The great Flood at the time of Noah was more than simply the world’s biggest rainstorm. Scripture paints the picture of an upheaval across the face of the Earth that combined floods, landslides, volcanoes and earthquakes. As the ground literally danced with earthquakes of unimaginable intensity, hills and mountains would have flowed like pudding.
Is it possible that modern science has been blind to evidences of such upheaval? A few generations ago, geologists who believe in evolution saw no notable evidence of any great floods on Earth. Gradually they began to conclude that much of our sedimentary rock is the result of great floods.
More recently, they have started to notice evidence that mountains can literally collapse and flow like pudding. Some landslides are simple landslides where part of a mountain collapses. But sometimes the collapse turns into a flow that travels for many miles, even across flat ground. Take, for example, the Blackhawk slide at the southern edge of the Mojave Desert. Here, a mass of marble fell 1.5 kilometers down and then flowed another 9 kilometers across the nearly flat desert. One description says that it looks as if the mountain simply turned to chocolate milk. Once scientists understood that this happens, they began to recognize evidence showing that this phenomenon is not unusual.

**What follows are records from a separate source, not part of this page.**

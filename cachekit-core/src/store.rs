//! Backing stores and region handles.
//!
//! A disk store is one RocksDB database directory holding any number of
//! regions, one column family per region. A memory store holds its regions
//! in bounded in-process maps. Region handles are cheap to clone and are
//! byte-oriented; typed encodings live above this layer.

use crate::error::{CacheError, Result};
use crate::settings::{MapKind, MapSettings};
use dashmap::DashMap;
use moka::notification::RemovalCause;
use moka::sync::Cache as BoundedCache;
use moka::sync::CacheBuilder;
use rocksdb::{DBWithThreadMode, MultiThreaded, Options};
use std::path::{Path, PathBuf};
use std::sync::{Arc, Mutex};

type Db = DBWithThreadMode<MultiThreaded>;

/// One open, file-resident backing store. At most one instance exists per
/// canonical path per process; the service registry enforces that.
pub(crate) struct DiskStore {
    db: Db,
    path: PathBuf,
    read_only: bool,
    /// Serializes lazy column family creation
    cf_lock: Mutex<()>,
}

impl DiskStore {
    /// Opens or creates the store at `path`. A read-only store is opened
    /// without write capability and never creates regions.
    pub fn open(path: &Path, read_only: bool) -> Result<Self> {
        let existing = Db::list_cf(&Options::default(), path).unwrap_or_default();
        let db = if read_only {
            Db::open_cf_for_read_only(&Options::default(), path, existing, false)?
        } else {
            let mut opts = Options::default();
            opts.create_if_missing(true);
            opts.create_missing_column_families(true);
            if existing.is_empty() {
                Db::open(&opts, path)?
            } else {
                Db::open_cf(&opts, path, existing)?
            }
        };
        Ok(Self {
            db,
            path: path.to_path_buf(),
            read_only,
            cf_lock: Mutex::new(()),
        })
    }

    /// Creates the region's column family if it does not exist yet.
    /// Read-only stores never create regions.
    pub fn ensure_region(&self, name: &str, settings: &MapSettings) -> Result<()> {
        if !self.read_only && self.db.cf_handle(name).is_none() {
            let _guard = self.cf_lock.lock().unwrap_or_else(|e| e.into_inner());
            if self.db.cf_handle(name).is_none() {
                let mut opts = Options::default();
                if settings.map_kind == MapKind::Hash {
                    opts.optimize_for_point_lookup(8);
                }
                self.db.create_cf(name, &opts)?;
            }
        }
        Ok(())
    }

    fn get(&self, region: &str, key: &[u8]) -> Result<Option<Vec<u8>>> {
        // A region that was never created holds no entries; read-only
        // stores may legitimately lack regions a caller asks for.
        let Some(cf) = self.db.cf_handle(region) else {
            return Ok(None);
        };
        Ok(self.db.get_cf(&cf, key)?)
    }

    fn put(&self, region: &str, key: &[u8], value: &[u8]) -> Result<()> {
        if self.read_only {
            return Err(CacheError::ReadOnly(self.path.clone()));
        }
        let cf = self
            .db
            .cf_handle(region)
            .ok_or_else(|| CacheError::Configuration(format!("unknown region '{region}'")))?;
        self.db.put_cf(&cf, key, value)?;
        Ok(())
    }

    /// Commits pending writes to stable storage.
    pub fn flush(&self) -> Result<()> {
        self.db.flush_wal(true)?;
        self.db.flush()?;
        Ok(())
    }

    pub fn is_read_only(&self) -> bool {
        self.read_only
    }

    pub fn path(&self) -> &Path {
        &self.path
    }
}

/// A memory-resident backing store: named regions over bounded maps, lost
/// on process shutdown.
pub(crate) struct MemoryStore {
    regions: DashMap<String, MemRegion>,
}

impl MemoryStore {
    pub fn new() -> Self {
        Self {
            regions: DashMap::new(),
        }
    }

    pub fn ensure_region(&self, name: &str, settings: &MapSettings) -> Region {
        if settings.map_kind == MapKind::Ordered && !self.regions.contains_key(name) {
            tracing::warn!(
                "Region {name} requests an ordered map with memory persistence; memory regions \
                 are hash-based and key order is not preserved."
            );
        }
        let region = self
            .regions
            .entry(name.to_string())
            .or_insert_with(|| MemRegion::from_settings(settings, None))
            .clone();
        Region {
            inner: RegionInner::Memory(region),
        }
    }
}

/// A bounded in-memory map, optionally wired to overflow evicted entries
/// into another region. Used both as memory-persistence regions and as the
/// in-memory tier in front of a persistent region.
#[derive(Clone)]
pub(crate) struct MemRegion {
    cache: BoundedCache<Vec<u8>, Vec<u8>>,
}

impl MemRegion {
    /// Builds a region from its settings. Capacity comes from
    /// `max_store_bytes` (weighed by entry size) or `max_size`; entries
    /// evicted by size or expiry flow into `overflow` when one is given.
    pub fn from_settings(settings: &MapSettings, overflow: Option<Region>) -> Self {
        let mut builder = BoundedCache::builder();
        if let Some(bytes) = settings.max_store_bytes {
            builder = builder
                .weigher(|key: &Vec<u8>, value: &Vec<u8>| (key.len() + value.len()) as u32)
                .max_capacity(bytes);
        } else if let Some(entries) = settings.max_size {
            builder = builder.max_capacity(entries);
        }
        Self {
            cache: Self::build(builder, settings, overflow),
        }
    }

    /// Builds the in-memory tier for a persistent region, bounded to
    /// `mem_cache_size` entries. With an overflow target, evicted entries
    /// flow into it; without one (read-only backing), evictions are
    /// silently dropped and the tier acts as a plain read cache.
    pub fn tier(settings: &MapSettings, overflow: Option<Region>) -> Self {
        let builder = BoundedCache::builder().max_capacity(settings.mem_cache_size);
        Self {
            cache: Self::build(builder, settings, overflow),
        }
    }

    fn build(
        mut builder: CacheBuilder<Vec<u8>, Vec<u8>, BoundedCache<Vec<u8>, Vec<u8>>>,
        settings: &MapSettings,
        overflow: Option<Region>,
    ) -> BoundedCache<Vec<u8>, Vec<u8>> {
        if let Some(ttl) = settings.expire_after_create {
            builder = builder.time_to_live(ttl);
        }
        if let Some(tti) = settings.expire_after_get {
            builder = builder.time_to_idle(tti);
        }
        if let Some(target) = overflow {
            builder = builder.eviction_listener(move |key, value, cause| {
                if matches!(cause, RemovalCause::Size | RemovalCause::Expired) {
                    if let Err(e) = target.put(&key, &value) {
                        tracing::error!(
                            "Could not overflow an evicted entry into the backing region: {e}"
                        );
                    }
                }
            });
        }
        builder.build()
    }

    pub fn get(&self, key: &[u8]) -> Option<Vec<u8>> {
        self.cache.get(key)
    }

    pub fn insert(&self, key: Vec<u8>, value: Vec<u8>) {
        self.cache.insert(key, value);
        // Process evictions eagerly so overflow entries reach the backing
        // region before it is read or committed.
        self.cache.run_pending_tasks();
    }

    /// Writes every entry still resident in memory into `target` without
    /// evicting it.
    pub fn flush_into(&self, target: &Region) -> Result<()> {
        self.cache.run_pending_tasks();
        for (key, value) in self.cache.iter() {
            target.put(&key, &value)?;
        }
        Ok(())
    }
}

/// Handle to one named key/value namespace within a backing store.
#[derive(Clone)]
pub struct Region {
    inner: RegionInner,
}

#[derive(Clone)]
enum RegionInner {
    Disk { store: Arc<DiskStore>, name: String },
    Memory(MemRegion),
}

impl Region {
    pub(crate) fn disk(store: Arc<DiskStore>, name: String) -> Self {
        Self {
            inner: RegionInner::Disk { store, name },
        }
    }

    pub fn get(&self, key: &[u8]) -> Result<Option<Vec<u8>>> {
        match &self.inner {
            RegionInner::Disk { store, name } => store.get(name, key),
            RegionInner::Memory(region) => Ok(region.get(key)),
        }
    }

    pub fn put(&self, key: &[u8], value: &[u8]) -> Result<()> {
        match &self.inner {
            RegionInner::Disk { store, name } => store.put(name, key, value),
            RegionInner::Memory(region) => {
                region.insert(key.to_vec(), value.to_vec());
                Ok(())
            }
        }
    }

    pub fn is_read_only(&self) -> bool {
        match &self.inner {
            RegionInner::Disk { store, .. } => store.is_read_only(),
            RegionInner::Memory(_) => false,
        }
    }
}

#[cfg(test)]
mod tests {
    use super::*;
    use tempfile::TempDir;

    fn disk_region(store: &Arc<DiskStore>, name: &str) -> Region {
        store.ensure_region(name, &MapSettings::default()).unwrap();
        Region::disk(Arc::clone(store), name.to_string())
    }

    #[test]
    fn test_disk_region_put_get() {
        let dir = TempDir::new().unwrap();
        let store = Arc::new(DiskStore::open(&dir.path().join("store"), false).unwrap());
        let region = disk_region(&store, "regionA");

        region.put(b"key1", b"value1").unwrap();
        assert_eq!(region.get(b"key1").unwrap().as_deref(), Some(b"value1".as_slice()));
        assert!(region.get(b"missing").unwrap().is_none());
    }

    #[test]
    fn test_regions_are_isolated() {
        let dir = TempDir::new().unwrap();
        let store = Arc::new(DiskStore::open(&dir.path().join("store"), false).unwrap());
        let region_a = disk_region(&store, "regionA");
        let region_b = disk_region(&store, "regionB");

        region_a.put(b"key", b"a").unwrap();
        region_b.put(b"key", b"b").unwrap();
        assert_eq!(region_a.get(b"key").unwrap().as_deref(), Some(b"a".as_slice()));
        assert_eq!(region_b.get(b"key").unwrap().as_deref(), Some(b"b".as_slice()));
    }

    #[test]
    fn test_read_only_store_rejects_writes() {
        let dir = TempDir::new().unwrap();
        let path = dir.path().join("store");
        {
            let store = Arc::new(DiskStore::open(&path, false).unwrap());
            let region = disk_region(&store, "regionA");
            region.put(b"key1", b"value1").unwrap();
            store.flush().unwrap();
        }

        let store = Arc::new(DiskStore::open(&path, true).unwrap());
        let region = disk_region(&store, "regionA");
        assert!(store.is_read_only());
        assert_eq!(region.get(b"key1").unwrap().as_deref(), Some(b"value1".as_slice()));
        assert!(matches!(
            region.put(b"key2", b"value2"),
            Err(CacheError::ReadOnly(_))
        ));
    }

    #[test]
    fn test_read_only_store_without_region_reads_nothing() {
        let dir = TempDir::new().unwrap();
        let path = dir.path().join("store");
        {
            let store = Arc::new(DiskStore::open(&path, false).unwrap());
            store.flush().unwrap();
        }

        let store = Arc::new(DiskStore::open(&path, true).unwrap());
        let region = disk_region(&store, "neverCreated");
        assert!(region.get(b"key").unwrap().is_none());
    }

    #[test]
    fn test_memory_store_regions() {
        let store = MemoryStore::new();
        let settings = MapSettings::default().with_max_size(10);
        let region = store.ensure_region("regionA", &settings);

        region.put(b"key", b"value").unwrap();
        assert_eq!(region.get(b"key").unwrap().as_deref(), Some(b"value".as_slice()));
        assert!(!region.is_read_only());

        // Same name resolves to the same region
        let again = store.ensure_region("regionA", &settings);
        assert_eq!(again.get(b"key").unwrap().as_deref(), Some(b"value".as_slice()));
    }

    #[test]
    fn test_ordered_memory_region_degrades_to_hash() {
        let store = MemoryStore::new();
        let settings = MapSettings::default()
            .with_map_kind(MapKind::Ordered)
            .with_max_size(10);

        // The ordered kind is not available in memory; the region still
        // serves as a hash map (with a logged warning).
        let region = store.ensure_region("ordered", &settings);
        region.put(b"key", b"value").unwrap();
        assert_eq!(region.get(b"key").unwrap().as_deref(), Some(b"value".as_slice()));
    }

    #[test]
    fn test_mem_region_overflows_into_backing_region() {
        let dir = TempDir::new().unwrap();
        let store = Arc::new(DiskStore::open(&dir.path().join("store"), false).unwrap());
        let backing = disk_region(&store, "regionA");

        let settings = MapSettings::default().with_mem_cache_size(2);
        let tier = MemRegion::tier(&settings, Some(backing.clone()));
        for i in 0..20u32 {
            tier.insert(format!("key{i}").into_bytes(), format!("val{i}").into_bytes());
        }
        tier.flush_into(&backing).unwrap();

        for i in 0..20u32 {
            let key = format!("key{i}").into_bytes();
            assert_eq!(
                backing.get(&key).unwrap(),
                Some(format!("val{i}").into_bytes()),
                "entry {i} was lost"
            );
        }
    }
}
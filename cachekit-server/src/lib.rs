//! # Cachekit Server
//!
//! A long-running socket listener hosting a local [`CacheService`] for
//! remote cache clients. Each accepted connection is served by its own
//! task that repeatedly reads requests and dispatches them against the
//! service; reconnection is entirely the client's responsibility.

mod connection;

use cachekit_core::{CacheConfig, CacheError, CacheService};
use std::net::SocketAddr;
use std::path::PathBuf;
use tokio::net::TcpListener;
use tokio::sync::watch;
use tokio::task::JoinHandle;

/// The cache server: binds a listening socket and serves remote clients
/// against a cache directory it owns.
///
/// # Example
///
/// ```rust,no_run
/// use cachekit_server::CacheServer;
///
/// #[tokio::main]
/// async fn main() -> Result<(), Box<dyn std::error::Error>> {
///     let server = CacheServer::bind("/var/cache/server", "127.0.0.1", 9552).await?;
///     server.run().await;
///     Ok(())
/// }
/// ```
pub struct CacheServer {
    listener: TcpListener,
    service: std::sync::Arc<CacheService>,
    cache_dir: PathBuf,
    shutdown_tx: watch::Sender<bool>,
    shutdown_rx: watch::Receiver<bool>,
}

impl CacheServer {
    /// Creates the cache directory if absent, initializes the local cache
    /// service rooted there and binds the listening socket. Binding
    /// eagerly lets callers pass port `0` and read the assigned port back
    /// from [`local_addr`](CacheServer::local_addr).
    pub async fn bind(
        cache_dir: impl Into<PathBuf>,
        host: &str,
        port: u16,
    ) -> Result<Self, CacheError> {
        let cache_dir = cache_dir.into();
        std::fs::create_dir_all(&cache_dir)?;
        let service = CacheService::new(CacheConfig::local(&cache_dir, false));
        let listener = TcpListener::bind((host, port)).await?;
        let (shutdown_tx, shutdown_rx) = watch::channel(false);
        Ok(Self {
            listener,
            service,
            cache_dir,
            shutdown_tx,
            shutdown_rx,
        })
    }

    pub fn local_addr(&self) -> Result<SocketAddr, CacheError> {
        Ok(self.listener.local_addr()?)
    }

    /// Accepts connections until shut down, one serving task per
    /// connection. Commits all caches before returning.
    pub async fn run(mut self) {
        match self.listener.local_addr() {
            Ok(addr) => tracing::info!("Cache server ready for requests on {addr}."),
            Err(_) => tracing::info!("Cache server ready for requests."),
        }
        loop {
            tokio::select! {
                accepted = self.listener.accept() => {
                    match accepted {
                        Ok((stream, peer)) => {
                            tracing::debug!("Accepted connection from {peer}.");
                            let service = std::sync::Arc::clone(&self.service);
                            let cache_dir = self.cache_dir.clone();
                            tokio::spawn(connection::handle(service, cache_dir, stream, peer));
                        }
                        Err(e) => {
                            tracing::error!("Could not accept a connection: {e}");
                        }
                    }
                }
                _ = self.shutdown_rx.changed() => {
                    tracing::info!("Cache server shutting down.");
                    break;
                }
            }
        }
        self.service.commit_all_caches();
    }

    /// Starts the accept loop as a background task and returns a handle
    /// for shutting it down.
    pub fn run_in_background(self) -> ServerHandle {
        let shutdown_tx = self.shutdown_tx.clone();
        let service = std::sync::Arc::clone(&self.service);
        let task = tokio::spawn(self.run());
        ServerHandle {
            shutdown_tx,
            service,
            task,
        }
    }
}

/// Handle to a cache server running in the background.
pub struct ServerHandle {
    shutdown_tx: watch::Sender<bool>,
    service: std::sync::Arc<CacheService>,
    task: JoinHandle<()>,
}

impl ServerHandle {
    /// Signals the accept loop to stop, commits all caches and waits for
    /// the server task to finish.
    pub async fn shutdown(self) {
        let _ = self.shutdown_tx.send(true);
        self.service.commit_all_caches();
        if let Err(e) = self.task.await {
            tracing::error!("Cache server task ended abnormally: {e}");
        }
    }
}
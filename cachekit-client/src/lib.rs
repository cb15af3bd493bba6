//! # Cachekit Client
//!
//! A high-level client for a remote cachekit cache server.
//!
//! This crate wraps the low-level remote cache access from
//! [`cachekit_core`] with an ergonomic, typed API: string helpers, and
//! serde-typed JSON helpers behind the `json` feature.
//!
//! ## Quick Start
//!
//! ```rust,no_run
//! use cachekit_client::{CacheClient, ClientOptions};
//! use cachekit_core::Encoding;
//!
//! #[tokio::main]
//! async fn main() -> Result<(), cachekit_client::Error> {
//!     let options = ClientOptions::new("127.0.0.1", 9552);
//!     let users = CacheClient::for_region(
//!         &options,
//!         "appcache",
//!         "users",
//!         Encoding::String,
//!         Encoding::String,
//!     );
//!
//!     users.put_string("user1", "alice").await?;
//!     if let Some(value) = users.get_string("user1").await? {
//!         println!("cached: {value}");
//!     }
//!     users.commit().await?;
//!     Ok(())
//! }
//! ```
//!
//! ## JSON values (requires the `json` feature)
//!
//! ```rust,no_run
//! use cachekit_client::{CacheClient, ClientOptions};
//! use cachekit_core::Encoding;
//! use serde::{Deserialize, Serialize};
//!
//! #[derive(Serialize, Deserialize)]
//! struct User {
//!     name: String,
//!     age: u32,
//! }
//!
//! # async fn example() -> Result<(), cachekit_client::Error> {
//! let options = ClientOptions::default();
//! let users = CacheClient::for_region(
//!     &options, "appcache", "users", Encoding::String, Encoding::Json,
//! );
//!
//! let user = User { name: "Alice".into(), age: 30 };
//! users.put_json("user:1", &user).await?;
//! let retrieved: Option<User> = users.get_json("user:1").await?;
//! # Ok(())
//! # }
//! ```

mod error;
mod options;

pub use error::Error;
pub use options::ClientOptions;

use cachekit_core::{CacheAccess, Encoding, RemoteCacheAccess};

/// A client handle for one cache region on a remote cachekit server.
///
/// Holds one lazily-established connection; transport failures are
/// recovered by reconnecting on the next call. Cloning is not needed:
/// create one client per region use-site.
pub struct CacheClient {
    access: RemoteCacheAccess,
}

impl CacheClient {
    /// Creates a client bound to one `(cache_id, cache_region)` pair.
    ///
    /// No connection is opened until the first call.
    pub fn for_region(
        options: &ClientOptions,
        cache_id: &str,
        cache_region: &str,
        key_encoding: Encoding,
        value_encoding: Encoding,
    ) -> Self {
        Self {
            access: RemoteCacheAccess::new(
                cache_id,
                cache_region,
                key_encoding,
                value_encoding,
                &options.host,
                options.port,
                options.mem_cache_size,
            ),
        }
    }

    /// Reads the raw value stored for `key`, if any.
    pub async fn get(&self, key: &[u8]) -> Result<Option<Vec<u8>>, Error> {
        Ok(self.access.get(key).await?)
    }

    /// Stores a raw value. Returns whether the server accepted the write.
    pub async fn put(&self, key: &[u8], value: &[u8]) -> Result<bool, Error> {
        Ok(self.access.put(key, value).await?)
    }

    /// Reads a UTF-8 string value stored for `key`, if any.
    pub async fn get_string(&self, key: &str) -> Result<Option<String>, Error> {
        match self.access.get(key.as_bytes()).await? {
            Some(bytes) => Ok(Some(String::from_utf8(bytes)?)),
            None => Ok(None),
        }
    }

    /// Stores a UTF-8 string value.
    pub async fn put_string(&self, key: &str, value: &str) -> Result<bool, Error> {
        Ok(self.access.put(key.as_bytes(), value.as_bytes()).await?)
    }

    /// Reads and deserializes a JSON value stored for `key`, if any.
    #[cfg(feature = "json")]
    pub async fn get_json<T: serde::de::DeserializeOwned>(
        &self,
        key: &str,
    ) -> Result<Option<T>, Error> {
        match self.access.get(key.as_bytes()).await? {
            Some(bytes) => serde_json::from_slice(&bytes)
                .map(Some)
                .map_err(Error::Deserialization),
            None => Ok(None),
        }
    }

    /// Serializes and stores a value as JSON.
    #[cfg(feature = "json")]
    pub async fn put_json<T: serde::Serialize>(&self, key: &str, value: &T) -> Result<bool, Error> {
        let bytes = serde_json::to_vec(value).map_err(Error::Serialization)?;
        Ok(self.access.put(key.as_bytes(), &bytes).await?)
    }

    /// Asks the server to commit all of its caches and terminates the
    /// session; the next call reconnects lazily.
    pub async fn commit(&self) -> Result<(), Error> {
        Ok(self.access.commit().await?)
    }
}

As our scientific knowledge increases, the history recorded in the Bible becomes more dramatically illustrated – not disproved!
Prayer:
I pray, Lord, that as we near the time of Your return, I would be prepared, as was Noah for the flood. Help me to more intensely make my preparations, beginning today, so that I will not be caught unaware. Let my trust never waver from the forgiveness of sins that You have won for me. Amen.
Notes:
Monastersky, Richard. 1992. “When mountains fall.” Science News, v. 142, Aug. 29. p. 136.